The People vs. Alex Cross (Alex Cross 25)
I trailed Sampson past stacks of moving boxes choking the front hallway, hearing a familiar voice saying, “Be careful with that! It was my mother’s!”
We stepped out into a living area with large glass windows that gave a sweeping and dramatic view of Baltimore Harbor. Wearing jeans and a loose-fitting pink jersey, Lourdes Rodriguez paced by the window, watching the workmen move a table into position.
She looked puzzled when she saw Sampson standing there holding his badge. Then she noticed me.
I stepped into the room, said, “You never sent me your new e-mail,
Annie.”
For a second, the love junkie was so shocked, I thought she might faint dead away.
Then she croaked, “Dr. Cross? What are you doing here?”
“I could say the same, Annie. Or is it Lourdes?”
She swallowed, looked away. “Lourdes.”
“Why’d you use the fake name when you came to see me?”
Rodriguez blinked, puffed out her cheeks, and glanced at the workmen, who were leaving the room. “Isn’t this privileged?”
“Not when it comes to murder, kidnapping, and torture,” Sampson said.
That threw her. “What are you talking …” She looked at me. “Dr. Cross, I came to you under an alias because of the addiction I told you about. I don’t know anything about any torture or murder or kidnapping.”
“The van that was stolen from you when you were working for Dish,” Sampson said. “We ran tests on the interior. Whole lot of blood spatter.”
She looked down. “Blood spatter? I don’t … it was stolen. I had nothing to do with that.”
“Didn’t you?” I said. “The same van was caught on film when two blond girls from Pennsylvania were taken.”
Her jaw dropped, and she took a step backward.
“Seemed a big coincidence,” Sampson said. “Given that you left behind all those articles about the same missing girls at your old apartment at Mr. Feiffer’s.”
“And given that I saw you leaving my office in a car driven by a man posing as Alden Lindel, the father of one of the missing girls,” I said.
She shook her head as if trying to clear it. “Wait. What? The father of one of the missing girls?”
“A man who’s been claiming to be him. You got into his Nissan Pathfinder right after our one and only session. I saw you. What is going on, Annie, Lourdes, whatever your real name is?”

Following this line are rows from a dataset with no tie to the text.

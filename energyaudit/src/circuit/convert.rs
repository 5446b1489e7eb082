//! Conversions between calculator records and the canonical circuit
//!
//! Schedule of Loads panels and loads, and Voltage Drop calculator circuits,
//! are all projected into `UnifiedCircuitData`. Projections into calculation
//! inputs are strict: a circuit without a positive conductor length or
//! current cannot be calculated and is rejected with a `ConversionError`.

use thiserror::Error;

use super::schema::*;
use crate::calc::PEC_MAX_VOLTAGE_DROP_PERCENT;

/// Errors raised when a record cannot be converted
#[derive(Debug, Clone, PartialEq, Error)]
pub enum ConversionError {
    #[error("Circuit {circuit_id}: missing required field {field}")]
    MissingField {
        circuit_id: String,
        field: &'static str,
    },

    #[error("Circuit {circuit_id}: {field} must be positive, got {value}")]
    NonPositive {
        circuit_id: String,
        field: &'static str,
        value: f64,
    },
}

/// Canonical id of a Schedule of Loads branch circuit
pub fn sol_circuit_id(panel_id: Option<&str>, load_id: &str) -> String {
    match panel_id {
        Some(panel) => format!("{}-{}", panel, load_id),
        None => load_id.to_string(),
    }
}

/// Canonical id of a Voltage Drop calculator circuit
pub fn vd_circuit_id(record_id: &str) -> String {
    format!("vd-{}", record_id)
}

/// Build a branch circuit from a load item.
///
/// Loads that leave aggregate fields at zero get them derived from
/// quantity, rating, demand factor and the panel's voltage/power factor.
pub fn load_item_to_unified_circuit(
    item: &LoadItem,
    panel_id: Option<&str>,
    system_voltage: f64,
    power_factor: f64,
    phase: PhaseConfiguration,
) -> UnifiedCircuitData {
    let connected_load = item.effective_connected_load();
    let demand_load = item.effective_demand_load();
    let current = if item.current > 0.0 {
        item.current
    } else {
        line_current(demand_load, system_voltage, power_factor, phase)
    };
    let volt_ampere = if item.volt_ampere > 0.0 {
        item.volt_ampere
    } else if power_factor > 0.0 {
        demand_load / power_factor
    } else {
        demand_load
    };

    let results = item.voltage_drop_results.as_ref();

    UnifiedCircuitData {
        id: sol_circuit_id(panel_id, &item.id),
        source: CircuitSource::ScheduleOfLoads,
        source_id: item.id.clone(),
        description: item.description.clone(),
        quantity: item.quantity,
        rating: item.rating,
        demand_factor: item.demand_factor,
        connected_load,
        demand_load,
        current,
        volt_ampere,
        circuit_breaker: item.circuit_breaker.clone(),
        conductor_size: item.conductor_size.clone(),
        conductor_length: item.conductor_length,
        conductor_material: item.conductor_material,
        conduit_material: item.conduit_material.clone(),
        circuit_type: CircuitType::Branch,
        phase_configuration: phase,
        temperature: item.temperature,
        voltage: system_voltage,
        power_factor,
        voltage_drop_percent: results.map(|r| r.voltage_drop_percent),
        voltage_drop: results.map(|r| r.voltage_drop),
        receiving_end_voltage: results.map(|r| r.receiving_end_voltage),
        is_pec_compliant: results.map(|r| r.is_compliant),
        optimal_conductor_size: item.optimal_conductor_size.clone(),
        last_updated: item.updated_at,
    }
}

/// Build the feeder circuit summarizing a whole panel
pub fn load_schedule_to_unified_circuit(schedule: &LoadSchedule) -> UnifiedCircuitData {
    let demand_load = schedule.total_demand_load();
    let connected_load = schedule.total_connected_load();
    let demand_factor = if connected_load > 0.0 {
        demand_load / connected_load
    } else {
        1.0
    };
    let volt_ampere = if schedule.power_factor > 0.0 {
        demand_load / schedule.power_factor
    } else {
        demand_load
    };

    UnifiedCircuitData {
        id: schedule.id.clone(),
        source: CircuitSource::ScheduleOfLoads,
        source_id: schedule.id.clone(),
        description: schedule.panel_name.clone(),
        quantity: 1,
        rating: connected_load,
        demand_factor,
        connected_load,
        demand_load,
        current: schedule.total_current(),
        volt_ampere,
        circuit_breaker: schedule.main_breaker.clone(),
        conductor_size: schedule.conductor_size.clone(),
        conductor_length: schedule.conductor_length,
        conductor_material: schedule.conductor_material,
        conduit_material: schedule.conduit_material.clone(),
        circuit_type: CircuitType::Feeder,
        phase_configuration: schedule.phase_configuration,
        temperature: None,
        voltage: schedule.voltage,
        power_factor: schedule.power_factor,
        voltage_drop_percent: schedule.voltage_drop_percent,
        voltage_drop: schedule.voltage_drop,
        receiving_end_voltage: schedule.receiving_end_voltage,
        is_pec_compliant: schedule.is_pec_compliant,
        optimal_conductor_size: schedule.optimal_conductor_size.clone(),
        last_updated: schedule.updated_at,
    }
}

/// Build the canonical circuit for a Voltage Drop calculator record.
///
/// Linked records point their `source_id` at the Schedule of Loads circuit
/// they analyse.
pub fn voltage_drop_record_to_unified_circuit(
    record: &VoltageDropRecord,
) -> Result<UnifiedCircuitData, ConversionError> {
    let id = vd_circuit_id(&record.id);
    let inputs = &record.inputs;
    if inputs.system_voltage <= 0.0 {
        return Err(ConversionError::NonPositive {
            circuit_id: id,
            field: "systemVoltage",
            value: inputs.system_voltage,
        });
    }

    let apparent = inputs.system_voltage * inputs.current * inputs.phase_configuration.current_factor();
    let demand_load = apparent * inputs.power_factor;
    let results = record.results.as_ref();

    Ok(UnifiedCircuitData {
        id,
        source: CircuitSource::VoltageDrop,
        source_id: record
            .linked_circuit_id
            .clone()
            .unwrap_or_else(|| record.id.clone()),
        description: record.name.clone(),
        quantity: 1,
        rating: demand_load,
        demand_factor: 1.0,
        connected_load: demand_load,
        demand_load,
        current: inputs.current,
        volt_ampere: apparent,
        circuit_breaker: None,
        conductor_size: Some(inputs.conductor_size.clone()),
        conductor_length: Some(inputs.conductor_length),
        conductor_material: inputs.conductor_material,
        conduit_material: inputs.conduit_material.clone(),
        circuit_type: inputs.circuit_type,
        phase_configuration: inputs.phase_configuration,
        temperature: inputs.temperature,
        voltage: inputs.system_voltage,
        power_factor: inputs.power_factor,
        voltage_drop_percent: results.map(|r| r.voltage_drop_percent),
        voltage_drop: results.map(|r| r.voltage_drop),
        receiving_end_voltage: results.map(|r| r.receiving_end_voltage),
        is_pec_compliant: results.map(|r| r.is_compliant),
        optimal_conductor_size: record.optimal_conductor_size.clone(),
        last_updated: record.updated_at,
    })
}

/// Project a canonical circuit into voltage drop calculation inputs
pub fn unified_circuit_to_voltage_drop_inputs(
    circuit: &UnifiedCircuitData,
) -> Result<VoltageDropInputs, ConversionError> {
    let conductor_length = circuit.conductor_length.ok_or_else(|| ConversionError::MissingField {
        circuit_id: circuit.id.clone(),
        field: "conductorLength",
    })?;
    require_positive(&circuit.id, "conductorLength", conductor_length)?;
    require_positive(&circuit.id, "current", circuit.current)?;
    require_positive(&circuit.id, "voltage", circuit.voltage)?;

    let conductor_size = circuit
        .conductor_size
        .clone()
        .filter(|s| !s.trim().is_empty())
        .ok_or_else(|| ConversionError::MissingField {
            circuit_id: circuit.id.clone(),
            field: "conductorSize",
        })?;

    Ok(VoltageDropInputs {
        system_voltage: circuit.voltage,
        current: circuit.current,
        conductor_length,
        conductor_size,
        conductor_material: circuit.conductor_material,
        conduit_material: circuit.conduit_material.clone(),
        phase_configuration: circuit.phase_configuration,
        power_factor: circuit.power_factor,
        temperature: circuit.temperature,
        circuit_type: circuit.circuit_type,
    })
}

fn require_positive(circuit_id: &str, field: &'static str, value: f64) -> Result<(), ConversionError> {
    if value > 0.0 && value.is_finite() {
        Ok(())
    } else {
        Err(ConversionError::NonPositive {
            circuit_id: circuit_id.to_string(),
            field,
            value,
        })
    }
}

/// Return a copy of `item` carrying the computed voltage drop fields
pub fn update_load_item_with_voltage_drop_results(
    item: &LoadItem,
    voltage_drop_percent: f64,
    voltage_drop: f64,
    receiving_end_voltage: f64,
    is_compliant: bool,
    conductor_length: f64,
    optimal_conductor_size: Option<&str>,
) -> LoadItem {
    let mut updated = item.clone();
    updated.voltage_drop_results = Some(VoltageDropResult {
        voltage_drop_percent,
        voltage_drop,
        receiving_end_voltage,
        is_compliant,
        max_allowed_drop_percent: PEC_MAX_VOLTAGE_DROP_PERCENT,
    });
    updated.conductor_length = Some(conductor_length);
    if let Some(size) = optimal_conductor_size {
        updated.optimal_conductor_size = Some(size.to_string());
    }
    updated
}

/// Return a copy of `schedule` carrying the computed feeder voltage drop fields
pub fn update_load_schedule_with_voltage_drop_results(
    schedule: &LoadSchedule,
    voltage_drop_percent: f64,
    voltage_drop: f64,
    receiving_end_voltage: f64,
    is_compliant: bool,
    conductor_length: f64,
    optimal_conductor_size: Option<&str>,
) -> LoadSchedule {
    let mut updated = schedule.clone();
    updated.voltage_drop_percent = Some(voltage_drop_percent);
    updated.voltage_drop = Some(voltage_drop);
    updated.receiving_end_voltage = Some(receiving_end_voltage);
    updated.is_pec_compliant = Some(is_compliant);
    updated.conductor_length = Some(conductor_length);
    if let Some(size) = optimal_conductor_size {
        updated.optimal_conductor_size = Some(size.to_string());
    }
    updated
}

She threw up her hands in exasperation. “Last time I left your office? I called Uber. They sent some Uber guy. You can check. I’m sure there’s a record.”
Uber? Was that possible? The fake Alden was an Uber driver. You call for an Uber car and usually the one that’s closest responds. Which meant what? That the impostor, whoever he was, had been close by, watching my house?
“We will check Uber,” Sampson said. “What about the news articles?”
Rodriguez rubbed her neck, didn’t look at us, and didn’t reply.
“It’s going to come out sooner or later,” I said. “Courts go easier on the first person in a conspiracy to flip.”
“Conspiracy?” she said sharply. “No, it’s nothing like that. Not really.”
“What the hell does that mean?”
Looking flustered now, Rodriguez wrung her hands and then held them up in surrender.
“Okay, okay, I got caught up in something a long time ago, Dr. Cross, and … I’ll tell you everything I know. Everything. The honest-to-God truth.”